━━━━━ ENTRIES SUPPLIED ━━━━━

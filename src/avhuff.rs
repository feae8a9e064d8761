//! AVHuff: the audio/video codec of laserdisc and A/V CHDs.
//!
//! A compressed hunk starts with a 10-byte header followed by a big-endian
//! 16-bit compressed size per audio channel:
//!
//! ```text
//! [0]    metadata size
//! [1]    channels
//! [2..4] samples per channel
//! [4..6] video width
//! [6..8] video height
//! [8..10] audio tree size (0: raw deltas, 0xffff: FLAC)
//! ```
//!
//! The decoded hunk starts with `chav` and the same fields, then the metadata,
//! then each channel as big-endian 16-bit samples, then the video frame as
//! 4:2:2 `Y Cb Y Cr`.

use crate::bitstream::BitReader;
use crate::decompress::{decode_flac, Decompress};
use crate::error::Result;
use crate::huffman::{Huffman, HuffmanRle};
use crate::utils::*;

const SRC_HEADER_SIZE: usize = 10;
const DEST_HEADER_SIZE: usize = 12;
const TREESIZE_FLAC: usize = 0xffff;

pub struct AvHuff {
    audiohi: Huffman,
    audiolo: Huffman,
    ycontext: HuffmanRle,
    cbcontext: HuffmanRle,
    crcontext: HuffmanRle,
}

impl AvHuff {
    pub fn new() -> Self {
        Self {
            audiohi: Huffman::new(256, 16),
            audiolo: Huffman::new(256, 16),
            ycontext: HuffmanRle::new(256 + 16, 16),
            cbcontext: HuffmanRle::new(256 + 16, 16),
            crcontext: HuffmanRle::new(256 + 16, 16),
        }
    }

    fn decode_audio(
        &mut self,
        src: &[u8],
        sizes: &[u8],
        treesize: usize,
        samples: usize,
        dest: &mut [u8],
    ) -> Result<()> {
        let channel_sizes: Vec<usize> = sizes.chunks_exact(2).map(|s| read_be16(s) as usize).collect();
        let stride = 2 * samples;

        if treesize == TREESIZE_FLAC {
            let mut offset = 0;
            for (ch, &size) in channel_sizes.iter().enumerate() {
                let out = &mut dest[ch * stride..(ch + 1) * stride];
                decode_flac(&src[offset..offset + size], 1, out, write_be16)?;
                offset += size;
            }
            return Ok(());
        }

        let mut offset = 0;
        if treesize != 0 {
            let mut bitbuf = BitReader::new(&src[..treesize]);
            self.audiohi.import_tree_rle(&mut bitbuf)?;
            bitbuf.flush();
            self.audiolo.import_tree_rle(&mut bitbuf)?;
            let consumed = bitbuf.flush();
            if consumed != treesize {
                return Err(invalid_data(format!(
                    "avhuff: audio trees use {} bytes, expected {}",
                    consumed, treesize
                )));
            }
            offset = treesize;
        }

        for (ch, &size) in channel_sizes.iter().enumerate() {
            let out = &mut dest[ch * stride..(ch + 1) * stride];
            let data = &src[offset..offset + size];
            let mut prevsample = 0i16;
            if treesize == 0 {
                if data.len() < stride {
                    return Err(invalid_data(format!(
                        "avhuff: {} bytes of raw audio for {} samples",
                        data.len(),
                        samples
                    )));
                }
                for (sample, delta) in out.chunks_exact_mut(2).zip(data.chunks_exact(2)) {
                    prevsample = prevsample.wrapping_add(read_be16(delta) as i16);
                    write_be16(sample, prevsample as u16);
                }
            } else {
                let mut bitbuf = BitReader::new(data);
                for sample in out.chunks_exact_mut(2) {
                    let hi = self.audiohi.decode_one(&mut bitbuf)?;
                    let lo = self.audiolo.decode_one(&mut bitbuf)?;
                    let delta = ((hi << 8) | lo) as u16 as i16;
                    prevsample = prevsample.wrapping_add(delta);
                    write_be16(sample, prevsample as u16);
                }
                if bitbuf.overflow() {
                    return Err(invalid_data_str("avhuff: audio channel is truncated"));
                }
            }
            offset += size;
        }
        Ok(())
    }

    fn decode_video(&mut self, src: &[u8], width: usize, dest: &mut [u8]) -> Result<()> {
        match src.first() {
            Some(flags) if flags & 0x80 != 0 => {}
            _ => return Err(invalid_data_str("avhuff: only lossless video is supported")),
        }

        let mut bitbuf = BitReader::new(src);
        bitbuf.read(8);
        self.ycontext.import_tree_rle(&mut bitbuf)?;
        bitbuf.flush();
        self.cbcontext.import_tree_rle(&mut bitbuf)?;
        bitbuf.flush();
        self.crcontext.import_tree_rle(&mut bitbuf)?;
        bitbuf.flush();

        self.ycontext.reset();
        self.cbcontext.reset();
        self.crcontext.reset();
        for row in dest.chunks_exact_mut(2 * width) {
            for pixels in row.chunks_exact_mut(4) {
                pixels[0] = self.ycontext.decode_one(&mut bitbuf)?;
                pixels[1] = self.cbcontext.decode_one(&mut bitbuf)?;
                pixels[2] = self.ycontext.decode_one(&mut bitbuf)?;
                pixels[3] = self.crcontext.decode_one(&mut bitbuf)?;
            }
            self.ycontext.flush_rle();
            self.cbcontext.flush_rle();
            self.crcontext.flush_rle();
        }

        if bitbuf.overflow() {
            return Err(invalid_data_str("avhuff: video is truncated"));
        }
        let consumed = bitbuf.flush();
        if consumed != src.len() {
            return Err(invalid_data(format!(
                "avhuff: video used {} of {} bytes",
                consumed,
                src.len()
            )));
        }
        Ok(())
    }
}

impl Decompress for AvHuff {
    fn decompress(&mut self, src: &[u8], dest: &mut [u8]) -> Result<()> {
        if src.len() < SRC_HEADER_SIZE {
            return Err(invalid_data_str("avhuff: header is truncated"));
        }
        let metasize = src[0] as usize;
        let channels = src[1] as usize;
        let samples = read_be16(&src[2..4]) as usize;
        let width = read_be16(&src[4..6]) as usize;
        let height = read_be16(&src[6..8]) as usize;
        let treesize = read_be16(&src[8..10]) as usize;

        let sizes_end = SRC_HEADER_SIZE + 2 * channels;
        if src.len() < sizes_end {
            return Err(invalid_data_str("avhuff: channel sizes are truncated"));
        }
        let sizes = &src[SRC_HEADER_SIZE..sizes_end];
        let mut total = sizes_end + metasize;
        if treesize != TREESIZE_FLAC {
            total += treesize;
        }
        total += sizes
            .chunks_exact(2)
            .map(|s| read_be16(s) as usize)
            .sum::<usize>();
        if total > src.len() {
            return Err(invalid_data(format!(
                "avhuff: header declares {} bytes, hunk has {}",
                total,
                src.len()
            )));
        }

        let audiostart = DEST_HEADER_SIZE + metasize;
        let videostart = audiostart + channels * 2 * samples;
        let video_bytes = if width > 0 && height > 0 {
            2 * width * height
        } else {
            0
        };
        let videoend = videostart + video_bytes;
        if videoend > dest.len() {
            return Err(invalid_data(format!(
                "avhuff: {} decoded bytes don't fit in a hunk of {}",
                videoend,
                dest.len()
            )));
        }

        dest[0..4].copy_from_slice(b"chav");
        dest[4] = metasize as u8;
        dest[5] = channels as u8;
        write_be16(&mut dest[6..8], samples as u16);
        write_be16(&mut dest[8..10], width as u16);
        write_be16(&mut dest[10..12], height as u16);

        let mut srcoffs = sizes_end;
        dest[DEST_HEADER_SIZE..audiostart].copy_from_slice(&src[srcoffs..srcoffs + metasize]);
        srcoffs += metasize;

        if channels > 0 {
            self.decode_audio(
                &src[srcoffs..],
                sizes,
                treesize,
                samples,
                &mut dest[audiostart..videostart],
            )?;
            if treesize != TREESIZE_FLAC {
                srcoffs += treesize;
            }
            srcoffs += sizes
                .chunks_exact(2)
                .map(|s| read_be16(s) as usize)
                .sum::<usize>();
        }

        if video_bytes > 0 {
            self.decode_video(&src[srcoffs..], width, &mut dest[videostart..videoend])?;
        }
        for byte in &mut dest[videoend..] {
            *byte = 0;
        }
        Ok(())
    }
}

━━━━━

TASK REQUIREMENTS » Return, from the data, each line that has the word "channels" in it.

ANSWER SPACE »
//! [1]    channels
        let channels = src[1] as usize;
        let sizes_end = SRC_HEADER_SIZE + 2 * channels;
        let videostart = audiostart + channels * 2 * samples;
        dest[5] = channels as u8;
        if channels > 0 {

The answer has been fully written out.